Last Wednesday, the European Commission (EC), in its response to a call from the EU Ombudsman, said that a search undertaken by the EC president’s cabinet for relevant text messages corresponding to a request for access to documents has "not yielded any results".
The EU watchdog said a full analysis of the EC response would be published in the coming weeks.
Background
This case arose following a request to the Commission for access to documents by Brussels-based journalist, Alexander Fanta.
In April 2021, the New York Times published an article in which it reported that EC president and the Pfizer chief executive had exchanged texts related to the purchase of COVID-19 vaccines. This prompted Fanta to request public access to text messages and other documents relating to the exchange.
The Commission identified three documents as falling within the scope of the request - an email, a letter, and a press release - which were all released. The journalist turned to the Ombudsman as the EC had not identified any text messages.
Maladministration
EU Ombudsman, Emily O'Reilly, has criticized how the EC handled the journalist’s request.
An inquiry by the watchdog revealed that the bloc’s executive did not explicitly ask the president’s cabinet to look for text messages. Instead, it asked her cabinet to look for documents that fulfil the EC’s internal criteria for recording - text messages are not currently considered to meet these criteria.
In January this year, the EU Ombudsman determined that this amounted to maladministration.
“The narrow way in which this public access request was treated meant that no attempt was made to identify if any text messages existed. This falls short of reasonable expectations of transparency and administrative standards in the Commission.
“Not all text messages need to be recorded, but text messages clearly do fall under the EU transparency law and so relevant text messages should be recorded. It is not credible to claim otherwise," said O’Reilly.
She subsequently asked the EC to carry out a more extensive search for the relevant messages.
Content is king
The EC argues that text messages are “short-lived and ephemeral” so are not registered and not held by it.
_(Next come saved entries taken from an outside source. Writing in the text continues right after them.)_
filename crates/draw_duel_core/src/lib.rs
pub mod domain;
pub mod engine;
pub mod memory;
pub mod ports;
pub mod timeline;

pub use domain::{
    BrushMode, BrushStyle, Drawing, DrawingSummary, GuessOutcome, OpenDuel, PublicDrawing,
    StrokeEvent, Timeline, User, UserCredentials,
};
pub use engine::{normalize_word, project, DuelService, GameError, GameResult};
pub use memory::MemoryStore;
pub use ports::{Brush, DrawingStore, Renderer, StoreError, StoreResult, WordProvider};
pub use timeline::{replay, TimelineError};
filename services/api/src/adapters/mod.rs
pub mod db;
pub mod words;
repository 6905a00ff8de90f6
//! crates/draw_duel_core/src/memory.rs
//!
//! An in-memory [`DrawingStore`] used by the engine's unit tests and as a
//! throwaway backend for local development. All state lives behind a single
//! mutex, which makes the guessed-by check-and-set trivially atomic.

use std::collections::{HashMap, HashSet};
use std::sync::Mutex;

use async_trait::async_trait;
use chrono::{DateTime, Utc};
use uuid::Uuid;

use crate::domain::{Drawing, DrawingSummary, OpenDuel, Timeline, User, UserCredentials};
use crate::ports::{DrawingStore, StoreError, StoreResult};

#[derive(Default)]
struct Inner {
    next_user_id: i64,
    users: HashMap<i64, StoredUser>,
    /// Insertion order doubles as creation order; listings walk it in
    /// reverse for newest-first.
    drawings: Vec<Drawing>,
    sessions: HashMap<String, (i64, DateTime<Utc>)>,
}

struct StoredUser {
    user: User,
    password_hash: String,
}

/// In-memory store. Cheap to construct, nothing survives a drop.
#[derive(Default)]
pub struct MemoryStore {
    inner: Mutex<Inner>,
}

impl MemoryStore {
    pub fn new() -> Self {
        Self::default()
    }

    fn lock(&self) -> std::sync::MutexGuard<'_, Inner> {
        // A poisoned mutex means a panic mid-mutation in another test
        // thread; propagating the panic is the right call here.
        self.inner.lock().expect("memory store mutex poisoned")
    }
}

#[async_trait]
impl DrawingStore for MemoryStore {
    async fn create_user(&self, nickname: &str, password_hash: &str) -> StoreResult<User> {
        let mut inner = self.lock();
        if inner.users.values().any(|u| u.user.nickname == nickname) {
            return Err(StoreError::Conflict(format!(
                "nickname {nickname:?} is taken"
            )));
        }
        inner.next_user_id += 1;
        let user = User {
            id: inner.next_user_id,
            nickname: nickname.to_string(),
            points: 0,
        };
        inner.users.insert(
            user.id,
            StoredUser {
                user: user.clone(),
                password_hash: password_hash.to_string(),
            },
        );
        Ok(user)
    }

    async fn user(&self, user_id: i64) -> StoreResult<User> {
        self.lock()
            .users
            .get(&user_id)
            .map(|u| u.user.clone())
            .ok_or_else(|| StoreError::NotFound(format!("user {user_id}")))
    }

    async fn user_by_nickname(&self, nickname: &str) -> StoreResult<UserCredentials> {
        self.lock()
            .users
            .values()
            .find(|u| u.user.nickname == nickname)
            .map(|u| UserCredentials {
                id: u.user.id,
                nickname: u.user.nickname.clone(),
                password_hash: u.password_hash.clone(),
            })
            .ok_or_else(|| StoreError::NotFound(format!("user {nickname:?}")))
    }

    async fn add_points(&self, user_id: i64, delta: i64) -> StoreResult<()> {
        let mut inner = self.lock();
        let stored = inner
            .users
            .get_mut(&user_id)
            .ok_or_else(|| StoreError::NotFound(format!("user {user_id}")))?;
        stored.user.points += delta;
        Ok(())
    }

    async fn leaderboard(&self, limit: u32) -> StoreResult<Vec<User>> {
        let inner = self.lock();
        let mut users: Vec<User> = inner.users.values().map(|u| u.user.clone()).collect();
        users.sort_by(|a, b| b.points.cmp(&a.points).then(a.nickname.cmp(&b.nickname)));
        users.truncate(limit as usize);
        Ok(users)
    }

    async fn create_drawing(
        &self,
        author_id: i64,
        timeline: &Timeline,
        secret_word: &str,
    ) -> StoreResult<String> {
        let id = Uuid::new_v4().to_string();
        let mut inner = self.lock();
        if !inner.users.contains_key(&author_id) {
            return Err(StoreError::NotFound(format!("user {author_id}")));
        }
        inner.drawings.push(Drawing {
            id: id.clone(),
            author_id,
            timeline: timeline.clone(),
            secret_word: secret_word.to_string(),
            guessed_by: HashSet::new(),
            created_at: Utc::now(),
        });
        Ok(id)
    }

    async fn drawing(&self, drawing_id: &str) -> StoreResult<Drawing> {
        self.lock()
            .drawings
            .iter()
            .find(|d| d.id == drawing_id)
            .cloned()
            .ok_or_else(|| StoreError::NotFound(format!("drawing {drawing_id}")))
    }

    async fn mark_guessed(&self, drawing_id: &str, user_id: i64) -> StoreResult<()> {
        let mut inner = self.lock();
        let drawing = inner
            .drawings
            .iter_mut()
            .find(|d| d.id == drawing_id)
            .ok_or_else(|| StoreError::NotFound(format!("drawing {drawing_id}")))?;
        // Check and insert under one guard: the atomic check-and-set.
        if !drawing.guessed_by.insert(user_id) {
            return Err(StoreError::AlreadyGuessed);
        }
        Ok(())
    }

    async fn record_correct_guess(
        &self,
        drawing_id: &str,
        guesser_id: i64,
        author_id: i64,
    ) -> StoreResult<()> {
        // Everything happens under one guard, so the membership insert and
        // the two awards are indivisible. Users are checked up front: no
        // write lands unless all of them can.
        let mut inner = self.lock();
        for id in [guesser_id, author_id] {
            if !inner.users.contains_key(&id) {
                return Err(StoreError::NotFound(format!("user {id}")));
            }
        }
        let drawing = inner
            .drawings
            .iter_mut()
            .find(|d| d.id == drawing_id)
            .ok_or_else(|| StoreError::NotFound(format!("drawing {drawing_id}")))?;
        if !drawing.guessed_by.insert(guesser_id) {
            return Err(StoreError::AlreadyGuessed);
        }
        for id in [guesser_id, author_id] {
            if let Some(stored) = inner.users.get_mut(&id) {
                stored.user.points += 1;
            }
        }
        Ok(())
    }

    async fn drawings_by_author(&self, author_id: i64) -> StoreResult<Vec<DrawingSummary>> {
        Ok(self
            .lock()
            .drawings
            .iter()
            .rev()
            .filter(|d| d.author_id == author_id)
            .map(|d| DrawingSummary {
                id: d.id.clone(),
                word: d.secret_word.clone(),
                created_at: d.created_at,
            })
            .collect())
    }

    async fn open_duels_for(&self, user_id: i64) -> StoreResult<Vec<OpenDuel>> {
        let inner = self.lock();
        Ok(inner
            .drawings
            .iter()
            .rev()
            .filter(|d| d.author_id != user_id && !d.guessed_by.contains(&user_id))
            .map(|d| OpenDuel {
                drawing_id: d.id.clone(),
                author_nickname: inner
                    .users
                    .get(&d.author_id)
                    .map(|u| u.user.nickname.clone())
                    .unwrap_or_default(),
            })
            .collect())
    }

    async fn create_session(
        &self,
        session_id: &str,
        user_id: i64,
        expires_at: DateTime<Utc>,
    ) -> StoreResult<()> {
        self.lock()
            .sessions
            .insert(session_id.to_string(), (user_id, expires_at));
        Ok(())
    }

    async fn session_user(&self, session_id: &str) -> StoreResult<i64> {
        let inner = self.lock();
        match inner.sessions.get(session_id) {
            Some((user_id, expires_at)) if *expires_at > Utc::now() => Ok(*user_id),
            _ => Err(StoreError::NotFound(format!("session {session_id}"))),
        }
    }

    async fn delete_session(&self, session_id: &str) -> StoreResult<()> {
        self.lock().sessions.remove(session_id);
        Ok(())
    }
}

#[cfg(test)]
mod tests {
    use super::*;

    #[tokio::test]
    async fn duplicate_nickname_is_a_conflict() {
        let store = MemoryStore::new();
        store.create_user("alice", "h1").await.unwrap();
        let err = store.create_user("alice", "h2").await.unwrap_err();
        assert!(matches!(err, StoreError::Conflict(_)));
    }

    #[tokio::test]
    async fn mark_guessed_is_at_most_once() {
        let store = MemoryStore::new();
        let alice = store.create_user("alice", "h").await.unwrap().id;
        let bob = store.create_user("bob", "h").await.unwrap().id;
        let id = store
            .create_drawing(alice, &Timeline(vec![]), "cat")
            .await
            .unwrap();

        store.mark_guessed(&id, bob).await.unwrap();
        let err = store.mark_guessed(&id, bob).await.unwrap_err();
        assert!(matches!(err, StoreError::AlreadyGuessed));
    }

    #[tokio::test]
    async fn mark_guessed_unknown_drawing_is_not_found() {
        let store = MemoryStore::new();
        let bob = store.create_user("bob", "h").await.unwrap().id;
        let err = store.mark_guessed("nope", bob).await.unwrap_err();
        assert!(matches!(err, StoreError::NotFound(_)));
    }

    #[tokio::test]
    async fn record_correct_guess_moves_membership_and_points_together() {
        let store = MemoryStore::new();
        let alice = store.create_user("alice", "h").await.unwrap().id;
        let bob = store.create_user("bob", "h").await.unwrap().id;
        let id = store
            .create_drawing(alice, &Timeline(vec![]), "cat")
            .await
            .unwrap();

        store.record_correct_guess(&id, bob, alice).await.unwrap();
        assert!(store.drawing(&id).await.unwrap().guessed_by.contains(&bob));
        assert_eq!(store.user(bob).await.unwrap().points, 1);
        assert_eq!(store.user(alice).await.unwrap().points, 1);

        // A duplicate awards nothing.
        let err = store.record_correct_guess(&id, bob, alice).await.unwrap_err();
        assert!(matches!(err, StoreError::AlreadyGuessed));
        assert_eq!(store.user(bob).await.unwrap().points, 1);
        assert_eq!(store.user(alice).await.unwrap().points, 1);
    }

    #[tokio::test]
    async fn expired_session_is_not_found() {
        let store = MemoryStore::new();
        let alice = store.create_user("alice", "h").await.unwrap().id;
        store
            .create_session("sid", alice, Utc::now() - chrono::Duration::minutes(1))
            .await
            .unwrap();
        assert!(matches!(
            store.session_user("sid").await,
            Err(StoreError::NotFound(_))
        ));
    }
}
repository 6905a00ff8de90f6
//! crates/draw_duel_core/src/timeline.rs
//!
//! The Timeline Codec: shape validation and normalization of submitted
//! timelines, and tolerant replay of stored ones.
//!
//! The codec validates event *shape*, not stroke *balance*: a structurally
//! valid but unbalanced timeline (unterminated path, stray `End`) is accepted
//! as-is, and [`replay`] absorbs the imbalance instead. Stroke-balance repair
//! is explicitly out of scope.

use crate::domain::{StrokeEvent, Timeline};
use crate::ports::{Brush, Renderer};

/// Rejection reasons for a submitted timeline.
///
/// Unknown event types, modes, and brush styles never reach this stage; they
/// are rejected during deserialization by the closed [`StrokeEvent`] enum.
#[derive(Debug, PartialEq, thiserror::Error)]
pub enum TimelineError {
    #[error("timeline must not be empty")]
    Empty,
    #[error("event {index}: coordinates ({x}, {y}) must be finite and non-negative")]
    BadCoordinates { index: usize, x: f64, y: f64 },
    #[error("event {index}: brush size {size} must be a positive finite number")]
    BadSize { index: usize, size: f64 },
    #[error("event {index}: {color:?} is not a #rgb or #rrggbb color")]
    BadColor { index: usize, color: String },
}

impl Timeline {
    /// Validates the shape of every event: non-empty sequence, finite
    /// non-negative coordinates, positive brush size, well-formed color.
    pub fn validate(&self) -> Result<(), TimelineError> {
        if self.is_empty() {
            return Err(TimelineError::Empty);
        }
        for (index, event) in self.events().iter().enumerate() {
            match event {
                StrokeEvent::Start {
                    x, y, color, size, ..
                } => {
                    check_point(index, *x, *y)?;
                    if !size.is_finite() || *size <= 0.0 {
                        return Err(TimelineError::BadSize { index, size: *size });
                    }
                    if !is_valid_color(color) {
                        return Err(TimelineError::BadColor {
                            index,
                            color: color.clone(),
                        });
                    }
                }
                StrokeEvent::Draw { x, y } => check_point(index, *x, *y)?,
                StrokeEvent::End => {}
            }
        }
        Ok(())
    }

    /// Produces the canonical stored representation: colors trimmed and
    /// lowercased. Field order and naming are already stable because the
    /// events are typed; this only canonicalizes the free-form color string.
    pub fn into_normalized(mut self) -> Timeline {
        for event in &mut self.0 {
            if let StrokeEvent::Start { color, .. } = event {
                *color = color.trim().to_lowercase();
            }
        }
        self
    }
}

fn check_point(index: usize, x: f64, y: f64) -> Result<(), TimelineError> {
    if !x.is_finite() || !y.is_finite() || x < 0.0 || y < 0.0 {
        return Err(TimelineError::BadCoordinates { index, x, y });
    }
    Ok(())
}

fn is_valid_color(color: &str) -> bool {
    let Some(hex) = color.trim().strip_prefix('#') else {
        return false;
    };
    matches!(hex.len(), 3 | 6) && hex.chars().all(|c| c.is_ascii_hexdigit())
}

/// Replays a timeline through a renderer, tolerantly.
///
/// - end-of-sequence closes any open path (implicit `End`);
/// - a `Start` while a path is open closes the previous path first;
/// - a stray `End` with no open path is a no-op;
/// - a `Draw` with no open path is ignored.
///
/// Replay has no effect on stored state, and stepping through every event
/// produces the same final raster as skipping to the end.
pub fn replay<R: Renderer>(timeline: &Timeline, renderer: &mut R) {
    let mut path_open = false;
    for event in timeline.events() {
        match event {
            StrokeEvent::Start {
                x,
                y,
                color,
                size,
                mode,
                brush_style,
            } => {
                if path_open {
                    renderer.end_path();
                }
                renderer.begin_path(
                    *x,
                    *y,
                    Brush {
                        color,
                        size: *size,
                        mode: *mode,
                        style: *brush_style,
                    },
                );
                path_open = true;
            }
            StrokeEvent::Draw { x, y } => {
                if path_open {
                    renderer.line_to(*x, *y);
                }
            }
            StrokeEvent::End => {
                if path_open {
                    renderer.end_path();
                    path_open = false;
                }
            }
        }
    }
    if path_open {
        renderer.end_path();
    }
}

#[cfg(test)]
mod tests {
    use super::*;
    use crate::domain::{BrushMode, BrushStyle};

    fn start(color: &str, size: f64) -> StrokeEvent {
        StrokeEvent::Start {
            x: 0.0,
            y: 0.0,
            color: color.to_string(),
            size,
            mode: BrushMode::Draw,
            brush_style: BrushStyle::Round,
        }
    }

    fn draw(x: f64, y: f64) -> StrokeEvent {
        StrokeEvent::Draw { x, y }
    }

    /// Records renderer calls as strings for assertion.
    #[derive(Default)]
    struct Recording {
        ops: Vec<String>,
    }

    impl Renderer for Recording {
        fn begin_path(&mut self, x: f64, y: f64, brush: Brush<'_>) {
            self.ops.push(format!("begin({x},{y},{})", brush.color));
        }

        fn line_to(&mut self, x: f64, y: f64) {
            self.ops.push(format!("line({x},{y})"));
        }

        fn end_path(&mut self) {
            self.ops.push("end".to_string());
        }
    }

    #[test]
    fn valid_timeline_passes() {
        let timeline = Timeline(vec![start("#000", 4.0), draw(5.0, 5.0), StrokeEvent::End]);
        assert_eq!(timeline.validate(), Ok(()));
    }

    #[test]
    fn empty_timeline_is_rejected() {
        assert_eq!(Timeline(vec![]).validate(), Err(TimelineError::Empty));
    }

    #[test]
    fn non_finite_coordinates_are_rejected() {
        let timeline = Timeline(vec![start("#000", 4.0), draw(f64::NAN, 1.0)]);
        assert!(matches!(
            timeline.validate(),
            Err(TimelineError::BadCoordinates { index: 1, .. })
        ));

        let timeline = Timeline(vec![start("#000", 4.0), draw(1.0, f64::INFINITY)]);
        assert!(timeline.validate().is_err());
    }

    #[test]
    fn negative_coordinates_are_rejected() {
        let timeline = Timeline(vec![start("#000", 4.0), draw(-1.0, 0.0)]);
        assert!(matches!(
            timeline.validate(),
            Err(TimelineError::BadCoordinates { index: 1, .. })
        ));
    }

    #[test]
    fn non_positive_size_is_rejected() {
        let timeline = Timeline(vec![start("#000", 0.0)]);
        assert!(matches!(
            timeline.validate(),
            Err(TimelineError::BadSize { index: 0, .. })
        ));
        let timeline = Timeline(vec![start("#000", -3.0)]);
        assert!(timeline.validate().is_err());
    }

    #[test]
    fn malformed_color_is_rejected() {
        for color in ["", "000", "#00", "#00000g", "#1234"] {
            let timeline = Timeline(vec![start(color, 4.0)]);
            assert!(
                matches!(timeline.validate(), Err(TimelineError::BadColor { .. })),
                "color {color:?} should be rejected"
            );
        }
    }

    #[test]
    fn unbalanced_timeline_is_accepted() {
        // Unterminated path: shape is fine, balance is the replayer's problem.
        let timeline = Timeline(vec![start("#000", 4.0), draw(1.0, 1.0)]);
        assert_eq!(timeline.validate(), Ok(()));

        // Stray End and Draw-before-Start are also accepted as-is.
        let timeline = Timeline(vec![StrokeEvent::End, draw(1.0, 1.0)]);
        assert_eq!(timeline.validate(), Ok(()));
    }

    #[test]
    fn normalization_canonicalizes_colors() {
        let timeline = Timeline(vec![start(" #A0B1C2 ", 4.0)]).into_normalized();
        match &timeline.events()[0] {
            StrokeEvent::Start { color, .. } => assert_eq!(color, "#a0b1c2"),
            other => panic!("unexpected event {other:?}"),
        }
    }

    #[test]
    fn replay_closes_unterminated_path() {
        let timeline = Timeline(vec![start("#000", 4.0), draw(5.0, 5.0)]);
        let mut renderer = Recording::default();
        replay(&timeline, &mut renderer);
        assert_eq!(renderer.ops, vec!["begin(0,0,#000)", "line(5,5)", "end"]);
    }

    #[test]
    fn replay_ignores_stray_end() {
        let timeline = Timeline(vec![StrokeEvent::End, start("#000", 4.0), StrokeEvent::End]);
        let mut renderer = Recording::default();
        replay(&timeline, &mut renderer);
        assert_eq!(renderer.ops, vec!["begin(0,0,#000)", "end"]);
    }

    #[test]
    fn replay_ignores_draw_without_open_path() {
        let timeline = Timeline(vec![draw(1.0, 2.0), start("#000", 4.0), draw(3.0, 4.0)]);
        let mut renderer = Recording::default();
        replay(&timeline, &mut renderer);
        assert_eq!(renderer.ops, vec!["begin(0,0,#000)", "line(3,4)", "end"]);
    }

    #[test]
    fn replay_closes_previous_path_on_restart() {
        let timeline = Timeline(vec![start("#000", 4.0), draw(1.0, 1.0), start("#fff", 2.0)]);
        let mut renderer = Recording::default();
        replay(&timeline, &mut renderer);
        assert_eq!(
            renderer.ops,
            vec!["begin(0,0,#000)", "line(1,1)", "end", "begin(0,0,#fff)", "end"]
        );
    }
}
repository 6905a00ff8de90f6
//! crates/draw_duel_core/src/engine.rs
//!
//! The duel engine: drawing submission, the secrecy filter, the matchmaker,
//! and the scoring state machine. All persistence goes through the
//! [`DrawingStore`] port.

use std::sync::Arc;

use crate::domain::{
    Drawing, DrawingSummary, GuessOutcome, OpenDuel, PublicDrawing, Timeline, User,
};
use crate::ports::{DrawingStore, StoreError};

/// The error taxonomy the engine surfaces to callers.
#[derive(Debug, thiserror::Error)]
pub enum GameError {
    /// Malformed timeline or empty word; rejected before any persistence.
    #[error("invalid input: {0}")]
    InvalidInput(String),
    /// Unknown drawing id.
    #[error("drawing not found")]
    NotFound,
    /// Self-guess or repeat guess. Distinct from `NotFound` so clients can
    /// tell "does not exist" from "not allowed".
    #[error("not allowed to guess this drawing")]
    Forbidden,
    /// The persistence layer is temporarily unreachable.
    #[error("store unavailable: {0}")]
    StoreUnavailable(String),
    #[error("internal error: {0}")]
    Internal(String),
}

/// A convenience type alias for `Result<T, GameError>`.
pub type GameResult<T> = Result<T, GameError>;

impl From<StoreError> for GameError {
    fn from(err: StoreError) -> Self {
        match err {
            StoreError::NotFound(_) => GameError::NotFound,
            StoreError::Unavailable(msg) => GameError::StoreUnavailable(msg),
            // AlreadyGuessed is absorbed by the scoring path and never
            // escapes the engine; anything else reaching here is a bug in
            // the store adapter.
            other => GameError::Internal(other.to_string()),
        }
    }
}

/// Canonical comparison form of a word or guess: trimmed and lowercased.
pub fn normalize_word(word: &str) -> String {
    word.trim().to_lowercase()
}

/// The Secrecy Filter: projects a drawing for a given viewer.
///
/// The secret word is included iff the viewer is the author; otherwise the
/// field is `None` and the serialized record carries no `word` key at all.
/// Every endpoint that returns a drawing to a non-author must go through
/// this projection, never the raw record.
pub fn project(drawing: Drawing, viewer: Option<i64>) -> PublicDrawing {
    let word = if viewer == Some(drawing.author_id) {
        Some(drawing.secret_word)
    } else {
        None
    };
    PublicDrawing {
        id: drawing.id,
        timeline: drawing.timeline,
        created_at: drawing.created_at,
        word,
    }
}

/// Orchestrates all duel operations over a [`DrawingStore`].
#[derive(Clone)]
pub struct DuelService {
    store: Arc<dyn DrawingStore>,
}
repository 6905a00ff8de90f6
//! services/api/src/bin/api.rs

use std::str::FromStr;
use std::sync::Arc;

use api_lib::{
    adapters::{db::SqliteStore, words::EmbeddedWordList},
    config::Config,
    error::ApiError,
    web::{router, state::AppState},
};
use sqlx::sqlite::{SqliteConnectOptions, SqlitePoolOptions};
use tracing::info;
use tracing_subscriber::{layer::SubscriberExt, util::SubscriberInitExt};

#[tokio::main]
async fn main() -> Result<(), ApiError> {
    // --- 1. Load Configuration & Set Up Logging ---
    let config = Arc::new(Config::from_env()?);
    tracing_subscriber::registry()
        .with(tracing_subscriber::EnvFilter::new(config.log_level.to_string()))
        .with(tracing_subscriber::fmt::layer())
        .init();
    info!("Configuration loaded. Starting server...");

    // --- 2. Connect to Database & Run Migrations ---
    info!("Connecting to database...");
    let connect_options = SqliteConnectOptions::from_str(&config.database_url)?
        .create_if_missing(true)
        // Needed so a guess against a deleted/unknown drawing id fails
        // instead of inserting an orphan row.
        .foreign_keys(true);
    let db_pool = SqlitePoolOptions::new()
        .max_connections(5)
        .connect_with(connect_options)
        .await?;
    let store = Arc::new(SqliteStore::new(db_pool));
    info!("Running database migrations...");
    store.run_migrations().await?;
    info!("Database migrations complete.");

    // --- 3. Build the Shared AppState & Router ---
    let state = Arc::new(AppState::new(
        store,
        Arc::new(EmbeddedWordList::new()),
        config.clone(),
    ));
    let app = router(state);

    // --- 4. Start the Server ---
    info!("Starting server on {}", config.bind_address);
    info!(
        "Swagger UI available at http://{}/swagger-ui",
        config.bind_address
    );
    let listener = tokio::net::TcpListener::bind(&config.bind_address).await?;
    axum::serve(listener, app).await?;

    Ok(())
}
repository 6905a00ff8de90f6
pub mod adapters;
pub mod config;
pub mod error;
pub mod web;
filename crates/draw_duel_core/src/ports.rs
//! crates/draw_duel_core/src/ports.rs
//!
//! Defines the service contracts (traits) for the game's core logic.
//! These traits form the boundary of the hexagonal architecture, allowing the
//! core to be independent of specific external implementations like databases
//! or renderers.

use async_trait::async_trait;
use chrono::{DateTime, Utc};

use crate::domain::{
    BrushMode, BrushStyle, Drawing, DrawingSummary, OpenDuel, Timeline, User, UserCredentials,
};

//=========================================================================================
// Generic Port Error and Result Types
//=========================================================================================

/// Error type for all store operations.
///
/// Abstracts away the specific errors of the backing persistence layer.
#[derive(Debug, thiserror::Error)]
pub enum StoreError {
    #[error("not found: {0}")]
    NotFound(String),
    /// The (drawing, user) pair is already recorded; returned by the
    /// guessed-by check-and-set when it loses a race or the user has
    /// guessed before.
    #[error("drawing already guessed by this user")]
    AlreadyGuessed,
    /// A uniqueness constraint was violated (e.g. duplicate nickname).
    #[error("conflict: {0}")]
    Conflict(String),
    /// The store is temporarily unreachable. Distinct from `NotFound` so a
    /// connection loss is never misreported as a missing record.
    #[error("store unavailable: {0}")]
    Unavailable(String),
    #[error("unexpected store error: {0}")]
    Unexpected(String),
}

/// A convenience type alias for `Result<T, StoreError>`.
pub type StoreResult<T> = Result<T, StoreError>;

//=========================================================================================
// Service Ports (Traits)
//=========================================================================================

#[async_trait]
pub trait DrawingStore: Send + Sync {
    // --- User Management ---

    /// Creates a user with a unique nickname. Fails with
    /// [`StoreError::Conflict`] when the nickname is taken.
    async fn create_user(&self, nickname: &str, password_hash: &str) -> StoreResult<User>;

    async fn user(&self, user_id: i64) -> StoreResult<User>;

    async fn user_by_nickname(&self, nickname: &str) -> StoreResult<UserCredentials>;

    /// Adjusts a user's points by a relative delta. Implementations must
    /// express this as an increment, not a read-modify-write, so concurrent
    /// awards from different scoring events commute.
    async fn add_points(&self, user_id: i64, delta: i64) -> StoreResult<()>;

    /// Top users ordered by points descending, nickname ascending as a
    /// tiebreak.
    async fn leaderboard(&self, limit: u32) -> StoreResult<Vec<User>>;

    // --- Drawing Management ---

    /// Persists a drawing with an empty guessed-by set and returns a fresh
    /// globally-unique, non-sequential identifier. Sequential or time-based
    /// identifiers are disallowed: the id is exposed in shareable URLs and
    /// must not be enumerable.
    async fn create_drawing(
        &self,
        author_id: i64,
        timeline: &Timeline,
        secret_word: &str,
    ) -> StoreResult<String>;

    async fn drawing(&self, drawing_id: &str) -> StoreResult<Drawing>;

    /// Atomically adds `user_id` to the drawing's guessed-by set iff not
    /// already present. The check and the insert must be indivisible with
    /// respect to concurrent callers for the same drawing; two simultaneous
    /// correct guesses by the same user must not both succeed.
    async fn mark_guessed(&self, drawing_id: &str, user_id: i64) -> StoreResult<()>;

    /// Records a correct guess as one indivisible unit: adds `guesser_id`
    /// to the drawing's guessed-by set and awards one point each to guesser
    /// and author. All three writes land together or not at all, so a
    /// guesser can never end up in the set with the awards missing. Returns
    /// [`StoreError::AlreadyGuessed`], awarding nothing, when the
    /// (drawing, guesser) pair is already recorded.
    async fn record_correct_guess(
        &self,
        drawing_id: &str,
        guesser_id: i64,
        author_id: i64,
    ) -> StoreResult<()>;

    /// All drawings by the given author, newest first.
    async fn drawings_by_author(&self, author_id: i64) -> StoreResult<Vec<DrawingSummary>>;

    /// The matchmaker query: drawings the user may still attempt. Excludes
    /// the user's own drawings and drawings they have already solved.
    /// Newest first; empty when nothing qualifies.
    async fn open_duels_for(&self, user_id: i64) -> StoreResult<Vec<OpenDuel>>;

    // --- Auth Sessions ---

    async fn create_session(
        &self,
        session_id: &str,
        user_id: i64,
        expires_at: DateTime<Utc>,
    ) -> StoreResult<()>;

    /// Resolves a session id to a user id; `NotFound` for unknown or expired
    /// sessions.
    async fn session_user(&self, session_id: &str) -> StoreResult<i64>;

    async fn delete_session(&self, session_id: &str) -> StoreResult<()>;
}

/// Provider of candidate words offered as drawing prompts. Not part of the
/// core's correctness surface.
pub trait WordProvider: Send + Sync {
    /// Returns `count` distinct word strings (fewer if the source is smaller).
    fn pick_random_words(&self, count: usize) -> Vec<String>;
}

//=========================================================================================
// Renderer Port (Timeline Replay)
//=========================================================================================

/// Stroke attributes captured by a `Start` event, borrowed for one path.
#[derive(Debug, Clone, Copy, PartialEq)]
pub struct Brush<'a> {
    pub color: &'a str,
    pub size: f64,
    pub mode: BrushMode,
    pub style: BrushStyle,
}

/// A renderer capable of executing draw commands. Implemented by the actual
/// raster client; the core only drives it during
/// [`replay`](crate::timeline::replay).
pub trait Renderer {
    fn begin_path(&mut self, x: f64, y: f64, brush: Brush<'_>);
    fn line_to(&mut self, x: f64, y: f64);
    fn end_path(&mut self);
}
But O'Reilly said that when it comes to the right of public access to EU documents, it is the content of the document that matters and not the device or form. "If text messages concern EU policies and decisions, they should be treated as EU documents. The EU administration needs to update its document recording practices to reflect this reality."
Access to EU documents is a fundamental right, and while this is a complex issue for many reasons, the Ombudsman said EU administrative practices should evolve and grow with the times and the methods currently used to communicate.
Access to EU documents
Regulation 1049/2001, which sets out the public’s right to access EU documents, defines a document as “any content whatever its medium (written on paper or stored in electronic form or as a sound, visual or audiovisual recording) concerning a matter relating to the policies, activities and decisions falling within the institution's sphere of responsibility.”
The question whether text messages should be registered is being addressed in a separate ongoing strategic initiative on how EU institutions record text and instant messages sent/received by staff members in their professional capacity.
‘Record-keeping rules need fixing’
Echoing O'Reilly, several NGOs are calling on the Commission to strengthen the EU's transparency and record-keeping rules to ensure that they consistently apply to today's communication practices:
Ibrahim Bechrouri, digital campaigner at campaign group, SumOfUs, said: "Ursula von der Leyen must come clean about the negotiations with Pfizer. Anything less will fuel public mistrust of Covid-19 vaccines and of European institutions. The EU could have overpaid by billions and taxpayers deserve to be told the truth.”
Helen Darbishire, executive director of Access Info Europe, claims the Commission is using this case to set a permanent precedent for not providing text messages. “This raises real concerns about whether the EU’s 21-year-old access to documents rules are fit for the digital age. We need rules that deliver genuine transparency and accountability of the Commission, whose decisions directly affect the daily lives of European citizens.”